Essa confiança foi exibida nas piadas on-line meio zombeteiras e meio arrogantes que proliferaram. “Notícia de última hora: ontem à noite, a China lançou dezenas de milhares de balões gigantes”, escreveu um blogueiro com 1,2 milhão de seguidores no Weibo, uma plataforma semelhante ao Twitter, ao lado de um vídeo das festividades do Festival das Lanternas.
“O F-22 não teria mísseis suficientes”, respondeu um usuário, referindo-se ao caça americano que derrubou o balão.
“Eles dizem: ‘Oh, você se sente ameaçado por causa de um balão meteorológico - isso é meio triste, mostra como você está com medo de uma China em ascensão’”, disse Koetse.
Mas a internet da China é rigidamente regulamentada, especialmente quando se trata de assuntos polêmicos ou políticos. E também nessa questão o governo estava trabalhando para orientar a opinião pública.
Na terça-feira, a hashtag “Wandering Balloon” não produziu mais resultados, com o Weibo citando “leis e regulamentos relevantes”. Outra hashtag, sobre o segundo balão chinês na América Latina, também foi censurada depois de liderar brevemente o ranking de buscas na segunda-feira.
Também houve relativamente pouca análise séria sobre o dano potencial às relações EUA-China, ou questionamento direto da negação do governo de espionagem.
Aqueles que ofereceram análises políticas culparam amplamente os EUA, concentrando-se em como a política interna americana estava criando pressão para que o presidente dos EUA, Joe Biden, parecesse duro com a China.
O Global Times, um tabloide estatal e uma das poucas publicações oficiais a avaliar o debate além das declarações do Ministério das Relações Exteriores, citou estudiosos chineses que argumentaram que os EUA estavam “exagerando” o incidente para conter a ascensão da China e tentar ganhar uma vantagem nas negociações futuras.
Ainda assim, outros posts mais agressivos desapareceram. Um dia antes da publicação do artigo do Global Times, uma versão diferente do texto apareceu em seu site, acusando mais estridentemente o governo dos EUA de tentar criar uma nova Guerra Fria e manipular seu próprio povo. Esse não está mais disponível.
“Eles ainda querem, até certo ponto, consertar o relacionamento com os EUA, então não é hora de mobilizar toda a internet para ir atrás dos americanos”, disse Xiao, em Berkeley, sobre as autoridades chinesas.

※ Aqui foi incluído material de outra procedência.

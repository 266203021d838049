use thiserror::Error;

#[derive(Debug, Error)]
pub enum SearchError {
    #[error("rate limited by search service (HTTP 429)")]
    RateLimited,

    #[error("search service returned HTTP {status}")]
    Http { status: u16 },

    #[error("transport error: {0}")]
    Transport(#[from] reqwest::Error),

    #[error("decode error: {0}")]
    Decode(#[from] serde_json::Error),

    #[error("malformed search response: {0}")]
    MalformedResponse(String),

    #[error("url parse error: {0}")]
    Url(#[from] url::ParseError),
}

impl SearchError {
    pub fn is_rate_limited(&self) -> bool {
        matches!(self, SearchError::RateLimited)
    }
}
use crate::traits::SearchBackend;
use crate::{ColumnarResponse, SearchError};
use async_trait::async_trait;
use reqwest::{Client, StatusCode};
use tracing::{debug, info};
use url::Url;

pub const DEFAULT_ENDPOINT: &str = "https://atp-search-tools.online/";
const SEARCH_PATH: &str = "search";

pub struct HttpSearchBackend {
    client: Client,
    search_url: Url,
}

impl HttpSearchBackend {
    pub fn new(endpoint: &str) -> Result<Self, SearchError> {
        Self::with_client(endpoint, Client::new())
    }

    pub fn with_client(endpoint: &str, client: Client) -> Result<Self, SearchError> {
        let mut base = Url::parse(endpoint)?;
        if !base.path().ends_with('/') {
            let path = format!("{}/", base.path());
            base.set_path(&path);
        }

        Ok(Self {
            client,
            search_url: base.join(SEARCH_PATH)?,
        })
    }

    pub fn search_url(&self) -> &Url {
        &self.search_url
    }

    pub fn request_url(&self, query_string: &str) -> Url {
        let mut url = self.search_url.clone();
        if query_string.is_empty() {
            url.set_query(None);
        } else {
            url.set_query(Some(query_string));
        }
        url
    }
}

#[async_trait]
impl SearchBackend for HttpSearchBackend {
    async fn search(&self, query_string: &str) -> Result<ColumnarResponse, SearchError> {
        let url = self.request_url(query_string);
        info!(url = %url, "dispatching search request");

        let response = self.client.get(url).send().await?;
        let status = response.status();

        if status == StatusCode::TOO_MANY_REQUESTS {
            return Err(SearchError::RateLimited);
        }
        if !status.is_success() {
            return Err(SearchError::Http {
                status: status.as_u16(),
            });
        }

        let body = response.bytes().await?;
        debug!(bytes = body.len(), "search response received");
        Ok(serde_json::from_slice(&body)?)
    }
}
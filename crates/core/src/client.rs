use crate::models::{
    SearchMode, SearchRequest, SearchResultItem, DEFAULT_RERANK_LIMIT, DEFAULT_RESULT_LIMIT,
    RERANK_LIMIT_MAX, RERANK_LIMIT_MIN, RESULT_LIMIT_MAX, RESULT_LIMIT_MIN,
};
use crate::query::encode_query;
use crate::reshape::reshape_response;
use crate::text::is_digits_only;
use crate::traits::SearchBackend;
use crate::SearchError;
use tracing::{debug, error, info, warn};

/// How a call to [`SearchClient::execute_search`] ended.
#[derive(Debug, Clone, Copy, PartialEq, Eq)]
pub enum SearchStatus {
    Completed { hits: usize },
    RateLimited,
    Failed,
    /// A search was already in flight, nothing was sent.
    Skipped,
}

/// Editable search form plus the most recent result list.
///
/// All edits go through the setters so the digit-only video ID and the
/// slider ranges hold after any sequence of calls.
pub struct SearchClient<B> {
    backend: B,
    query_text: String,
    preacher: String,
    title: String,
    video_id: String,
    search_mode: SearchMode,
    result_limit: u32,
    rerank_limit: u32,
    is_busy: bool,
    results: Vec<SearchResultItem>,
}

impl<B> SearchClient<B>
where
    B: SearchBackend + Send + Sync,
{
    pub fn new(backend: B) -> Self {
        Self {
            backend,
            query_text: String::new(),
            preacher: String::new(),
            title: String::new(),
            video_id: String::new(),
            search_mode: SearchMode::default(),
            result_limit: DEFAULT_RESULT_LIMIT,
            rerank_limit: DEFAULT_RERANK_LIMIT,
            is_busy: false,
            results: Vec::new(),
        }
    }

    pub fn backend(&self) -> &B {
        &self.backend
    }

    pub fn query_text(&self) -> &str {
        &self.query_text
    }

    pub fn preacher(&self) -> &str {
        &self.preacher
    }

    pub fn title(&self) -> &str {
        &self.title
    }

    pub fn video_id(&self) -> &str {
        &self.video_id
    }

    pub fn search_mode(&self) -> SearchMode {
        self.search_mode
    }

    pub fn result_limit(&self) -> u32 {
        self.result_limit
    }

    pub fn rerank_limit(&self) -> u32 {
        self.rerank_limit
    }

    pub fn is_busy(&self) -> bool {
        self.is_busy
    }

    pub fn results(&self) -> &[SearchResultItem] {
        &self.results
    }

    pub fn set_query_text(&mut self, text: impl Into<String>) {
        self.query_text = text.into();
    }

    pub fn set_preacher(&mut self, preacher: impl Into<String>) {
        self.preacher = preacher.into();
    }

    pub fn set_title(&mut self, title: impl Into<String>) {
        self.title = title.into();
    }

    /// Returns `false` and keeps the previous value when `value` contains
    /// anything but ASCII digits.
    pub fn set_video_id(&mut self, value: &str) -> bool {
        if !is_digits_only(value) {
            debug!(rejected = value, "video id edit ignored");
            return false;
        }
        self.video_id = value.to_string();
        true
    }

    pub fn set_search_mode(&mut self, mode: SearchMode) {
        self.search_mode = mode;
    }

    /// Clamps into `1..=100` and returns the stored value.
    pub fn set_result_limit(&mut self, limit: u32) -> u32 {
        self.result_limit = limit.clamp(RESULT_LIMIT_MIN, RESULT_LIMIT_MAX);
        self.result_limit
    }

    /// Clamps into `1..=RERANK_LIMIT_MAX` and returns the stored value.
    pub fn set_rerank_limit(&mut self, limit: u32) -> u32 {
        self.rerank_limit = limit.clamp(RERANK_LIMIT_MIN, RERANK_LIMIT_MAX);
        self.rerank_limit
    }

    pub fn build_request(&self) -> SearchRequest {
        SearchRequest {
            query_text: non_empty(&self.query_text),
            search_mode: self.search_mode,
            result_limit: self.result_limit,
            rerank_limit: self.search_mode.uses_rerank().then_some(self.rerank_limit),
            preacher_filter: non_empty(&self.preacher).map(|value| value.to_lowercase()),
            title_filter: non_empty(&self.title).map(|value| value.to_lowercase()),
            video_id_filter: non_empty(&self.video_id),
        }
    }

    /// Marks the client busy and clears the previous results.
    ///
    /// Returns `None` while another search is in flight.
    pub fn begin_search(&mut self) -> Option<SearchRequest> {
        if self.is_busy {
            return None;
        }
        self.is_busy = true;
        self.results.clear();
        Some(self.build_request())
    }

    /// Applies the outcome of an in-flight search and clears the busy flag.
    ///
    /// A rate-limited outcome stores the placeholder row and skips the error path.
    pub fn finish_search(&mut self, outcome: Result<Vec<SearchResultItem>, SearchError>) -> SearchStatus {
        let status = match outcome {
            Ok(items) => {
                let hits = items.len();
                self.results = items;
                info!(hits, "search completed");
                SearchStatus::Completed { hits }
            }
            Err(failure) if failure.is_rate_limited() => {
                warn!("search rate limited by service");
                self.results = vec![SearchResultItem::rate_limit_placeholder()];
                SearchStatus::RateLimited
            }
            Err(failure) => {
                error!(error = %failure, "failed to fetch search results");
                SearchStatus::Failed
            }
        };

        self.is_busy = false;
        status
    }

    pub async fn execute_search(&mut self) -> SearchStatus {
        let Some(request) = self.begin_search() else {
            debug!("search already in flight");
            return SearchStatus::Skipped;
        };

        let query_string = encode_query(&request);
        debug!(query = %query_string, mode = %request.search_mode, "encoded search query");

        let outcome = match self.backend.search(&query_string).await {
            Ok(response) => reshape_response(response),
            Err(failure) => Err(failure),
        };

        self.finish_search(outcome)
    }
}

fn non_empty(value: &str) -> Option<String> {
    if value.is_empty() {
        None
    } else {
        Some(value.to_string())
    }
}

#[cfg(test)]
mod tests {
    use super::*;
    use crate::models::{ColumnarResponse, RATE_LIMIT_MESSAGE, RATE_LIMIT_TITLE};
    use async_trait::async_trait;
    use std::sync::Mutex;

    enum Reply {
        Columns(&'static str),
        RateLimited,
        Status(u16),
        Garbled,
    }

    struct FakeBackend {
        reply: Reply,
        seen: Mutex<Vec<String>>,
    }

    impl FakeBackend {
        fn new(reply: Reply) -> Self {
            Self {
                reply,
                seen: Mutex::new(Vec::new()),
            }
        }

        fn queries(&self) -> Vec<String> {
            self.seen.lock().expect("lock").clone()
        }
    }

    #[async_trait]
    impl SearchBackend for FakeBackend {
        async fn search(&self, query_string: &str) -> Result<ColumnarResponse, SearchError> {
            self.seen.lock().expect("lock").push(query_string.to_string());
            match &self.reply {
                Reply::Columns(json) => Ok(serde_json::from_str(json)?),
                Reply::RateLimited => Err(SearchError::RateLimited),
                Reply::Status(status) => Err(SearchError::Http { status: *status }),
                Reply::Garbled => Err(serde_json::from_str::<ColumnarResponse>("{\"ids\": [")
                    .expect_err("truncated json")
                    .into()),
            }
        }
    }

    const TWO_HITS: &str = r#"{
        "ids": [[1, 2]],
        "metadatas": [[
            {"title": "john 3:16", "preacher": "john doe", "section": "gospel",
             "video_url": "http://a/b", "mp4_url": "http://a/b.mp4"},
            {"title": "romans road", "preacher": "john doe", "section": "gospel",
             "video_url": "http://a/c", "mp4_url": "http://a/c.mp4"}
        ]],
        "documents": [["text1", "text2"]]
    }"#;

    async fn client_with_previous_results() -> SearchClient<FakeBackend> {
        let mut client = SearchClient::new(FakeBackend::new(Reply::Columns(TWO_HITS)));
        client.execute_search().await;
        assert_eq!(client.results().len(), 2);
        client
    }

    #[test]
    fn video_id_never_holds_non_digits() {
        let mut client = SearchClient::new(FakeBackend::new(Reply::Status(500)));
        let edits = ["1", "12", "12a", "123", "x", "", "45 6", "789"];
        let mut last_accepted = String::new();

        for edit in edits {
            if client.set_video_id(edit) {
                last_accepted = edit.to_string();
            }
            assert!(client.video_id().bytes().all(|byte| byte.is_ascii_digit()));
            assert_eq!(client.video_id(), last_accepted);
        }
        assert_eq!(client.video_id(), "789");
    }

    #[test]
    fn limits_are_clamped_to_slider_range() {
        let mut client = SearchClient::new(FakeBackend::new(Reply::Status(500)));
        assert_eq!(client.set_result_limit(0), 1);
        assert_eq!(client.set_result_limit(250), 100);
        assert_eq!(client.set_result_limit(42), 42);
        assert_eq!(client.set_rerank_limit(0), RERANK_LIMIT_MIN);
        assert_eq!(client.set_rerank_limit(500), RERANK_LIMIT_MAX);
        assert_eq!(client.rerank_limit(), RERANK_LIMIT_MAX);
    }

    #[test]
    fn request_folds_filters_and_drops_empty_fields() {
        let mut client = SearchClient::new(FakeBackend::new(Reply::Status(500)));
        client.set_preacher("Pastor Anderson");
        client.set_title("");
        client.set_search_mode(SearchMode::Vector);

        let request = client.build_request();
        assert_eq!(request.query_text, None);
        assert_eq!(request.preacher_filter.as_deref(), Some("pastor anderson"));
        assert_eq!(request.title_filter, None);
        assert_eq!(request.video_id_filter, None);
        assert_eq!(request.rerank_limit, None);

        client.set_search_mode(SearchMode::VectorRerank);
        assert_eq!(client.build_request().rerank_limit, Some(DEFAULT_RERANK_LIMIT));
    }

    #[tokio::test]
    async fn execute_search_sends_encoded_query_and_stores_rows() {
        let mut client = SearchClient::new(FakeBackend::new(Reply::Columns(TWO_HITS)));
        client.set_query_text("born again");
        client.set_title("John 3:16");
        client.set_search_mode(SearchMode::VectorRerank);
        client.set_rerank_limit(7);

        let status = client.execute_search().await;

        assert_eq!(status, SearchStatus::Completed { hits: 2 });
        assert!(!client.is_busy());
        assert_eq!(
            client.backend().queries(),
            vec!["searchQuery=born+again&searchType=vector-rerank&numResults=20&numRerankResults=7&title=john+3%3A16".to_string()]
        );
        assert_eq!(client.results()[0].title, "John 3:16");
        assert_eq!(client.results()[0].media_audio_url.as_deref(), Some("http://a/b.mp3"));
        assert_eq!(client.results()[1].id, "2");
    }

    #[tokio::test]
    async fn new_search_replaces_previous_results() {
        let mut client = client_with_previous_results().await;
        let status = client.execute_search().await;

        assert_eq!(status, SearchStatus::Completed { hits: 2 });
        assert_eq!(client.results().len(), 2);
        assert_eq!(client.backend().queries().len(), 2);
    }

    #[tokio::test]
    async fn rate_limit_leaves_single_placeholder() {
        let mut client = client_with_previous_results().await;
        client.backend.reply = Reply::RateLimited;

        let status = client.execute_search().await;

        assert_eq!(status, SearchStatus::RateLimited);
        assert!(!client.is_busy());
        assert_eq!(client.results().len(), 1);
        assert_eq!(client.results()[0].title, RATE_LIMIT_TITLE);
        assert_eq!(client.results()[0].content_snippet, RATE_LIMIT_MESSAGE);
    }

    #[tokio::test]
    async fn http_failure_clears_results_and_busy_flag() {
        let mut client = client_with_previous_results().await;
        client.backend.reply = Reply::Status(503);

        let status = client.execute_search().await;

        assert_eq!(status, SearchStatus::Failed);
        assert!(!client.is_busy());
        assert!(client.results().is_empty());
    }

    #[tokio::test]
    async fn undecodable_body_clears_results_and_busy_flag() {
        let mut client = client_with_previous_results().await;
        client.backend.reply = Reply::Garbled;

        let status = client.execute_search().await;

        assert_eq!(status, SearchStatus::Failed);
        assert!(!client.is_busy());
        assert!(client.results().is_empty());
    }

    #[tokio::test]
    async fn refused_connection_clears_results_and_busy_flag() {
        let listener = tokio::net::TcpListener::bind("127.0.0.1:0").await.expect("bind listener");
        let address = listener.local_addr().expect("listener address");
        drop(listener);

        let http = reqwest::Client::builder().no_proxy().build().expect("http client");
        let backend = crate::HttpSearchBackend::with_client(&format!("http://{address}/"), http)
            .expect("backend");
        let mut client = SearchClient::new(backend);
        client.set_query_text("grace");

        let status = client.execute_search().await;

        assert_eq!(status, SearchStatus::Failed);
        assert!(!client.is_busy());
        assert!(client.results().is_empty());
    }

    #[tokio::test]
    async fn malformed_columns_are_a_failure() {
        let mut client = SearchClient::new(FakeBackend::new(Reply::Columns(
            r#"{"ids":[["a","b"]],"metadatas":[[null]],"documents":[["x","y"]]}"#,
        )));

        assert_eq!(client.execute_search().await, SearchStatus::Failed);
        assert!(client.results().is_empty());
    }

    #[tokio::test]
    async fn second_trigger_while_busy_is_a_no_op() {
        let mut client = SearchClient::new(FakeBackend::new(Reply::Columns(TWO_HITS)));
        let in_flight = client.begin_search();
        assert!(in_flight.is_some());
        assert!(client.is_busy());

        assert_eq!(client.execute_search().await, SearchStatus::Skipped);
        assert!(client.begin_search().is_none());
        assert!(client.is_busy());
        assert!(client.backend().queries().is_empty());

        let status = client.finish_search(Ok(Vec::new()));
        assert_eq!(status, SearchStatus::Completed { hits: 0 });
        assert!(!client.is_busy());
    }

    #[test]
    fn begin_search_clears_results_immediately() {
        let mut client = SearchClient::new(FakeBackend::new(Reply::Status(500)));
        client.finish_search(Err(SearchError::RateLimited));
        assert_eq!(client.results().len(), 1);

        client.begin_search();
        assert!(client.results().is_empty());
        assert!(client.is_busy());
    }
}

Mesmo que a China não consiga suavizar as tensões com os EUA, pelo menos no curto prazo, há outro benefício para Pequim em permitir, ou forçar, que a questão desapareça.
Não importa o verdadeiro propósito da operação – se era uma missão de dados meteorológicos ou uma expedição de espionagem – ela claramente foi malfeita. E em um país onde o governo encorajou as pessoas a verem as acusações de irregularidades chinesas como fabricadas, o reconhecimento de Pequim de até mesmo alguma verdade no incidente provocou alguma desorientação.
Um dos comentários mais curtidos em uma postagem da mídia estatal no Weibo sobre a explicação do Ministério das Relações Exteriores de que o balão havia saído do curso dizia simplesmente: “Então é realmente do nosso país …”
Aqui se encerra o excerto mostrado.